> [ACTION ITEM]:
Count every line below that holds "ConfigError". The answer is the number alone.

= Beginning of Section =

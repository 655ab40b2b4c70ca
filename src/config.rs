/*
 * Responsibility
 * - 環境変数や設定の読み込み (PORT, JWT secret, allowed groups, HTTP limits)
 * - 設定値のバリデーション (不足なら起動失敗)
 */
use std::net::SocketAddr;
use std::str::FromStr;

#[derive(Debug, Clone, Copy, PartialEq, Eq)]
pub enum AppEnv {
    Development,
    Production,
}

impl AppEnv {
    pub fn from_env() -> Self {
        Self::parse(&std::env::var("APP_ENV").unwrap_or_else(|_| "development".to_string()))
    }

    fn parse(value: &str) -> Self {
        match value.to_ascii_lowercase().as_str() {
            "production" | "prod" => Self::Production,
            _ => Self::Development,
        }
    }

    pub fn is_production(&self) -> bool {
        matches!(self, Self::Production)
    }
}

#[derive(Debug, thiserror::Error)]
pub enum ConfigError {
    #[error("missing configuration: {0}")]
    Missing(&'static str),
    #[error("invalid configuration: {0}")]
    Invalid(&'static str),
}

/// Process configuration. Not `Debug`: it carries the JWT secret.
pub struct Config {
    pub addr: SocketAddr,
    pub app_env: AppEnv,

    pub jwt_secret: String,
    // Empty => any authenticated caller passes.
    pub allowed_groups: Vec<String>,
    pub jwt_leeway_seconds: u64,

    pub http_timeout_seconds: u64,
    pub http_body_limit_bytes: usize,
}

impl Config {
    pub fn from_env() -> Result<Self, ConfigError> {
        dotenvy::dotenv().ok();

        let port: u16 = std::env::var("PORT")
            .ok()
            .and_then(|s| s.parse().ok())
            .unwrap_or(3000);

        let addr: SocketAddr = SocketAddr::from_str(&format!("0.0.0.0:{}", port))
            .map_err(|_| ConfigError::Invalid("PORT"))?;

        let app_env = AppEnv::from_env();

        let jwt_secret =
            std::env::var("JWT_SECRET").map_err(|_| ConfigError::Missing("JWT_SECRET"))?;
        if jwt_secret.is_empty() {
            return Err(ConfigError::Invalid("JWT_SECRET"));
        }

        let allowed_groups =
            parse_group_list(&std::env::var("JWT_ALLOWED_GROUPS").unwrap_or_default());

        let jwt_leeway_seconds = std::env::var("JWT_LEEWAY_SECONDS")
            .ok()
            .and_then(|v| v.parse::<u64>().ok())
            .unwrap_or(0);

        let http_timeout_seconds = std::env::var("HTTP_TIMEOUT_SECONDS")
            .ok()
            .and_then(|v| v.parse::<u64>().ok())
            .unwrap_or(30);

        let http_body_limit_bytes = std::env::var("HTTP_BODY_LIMIT_BYTES")
            .ok()
            .and_then(|v| v.parse::<usize>().ok())
            .unwrap_or(1024 * 1024);

        Ok(Self {
            addr,
            app_env,
            jwt_secret,
            allowed_groups,
            jwt_leeway_seconds,
            http_timeout_seconds,
            http_body_limit_bytes,
        })
    }
}

// "groupA, groupB,,groupC" => ["groupA", "groupB", "groupC"]
fn parse_group_list(raw: &str) -> Vec<String> {
    raw.split(',')
        .map(|s| s.trim().to_string())
        .filter(|s| !s.is_empty())
        .collect()
}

= End of Section =

> [RESULT FOR THIS EXERCISE]:
5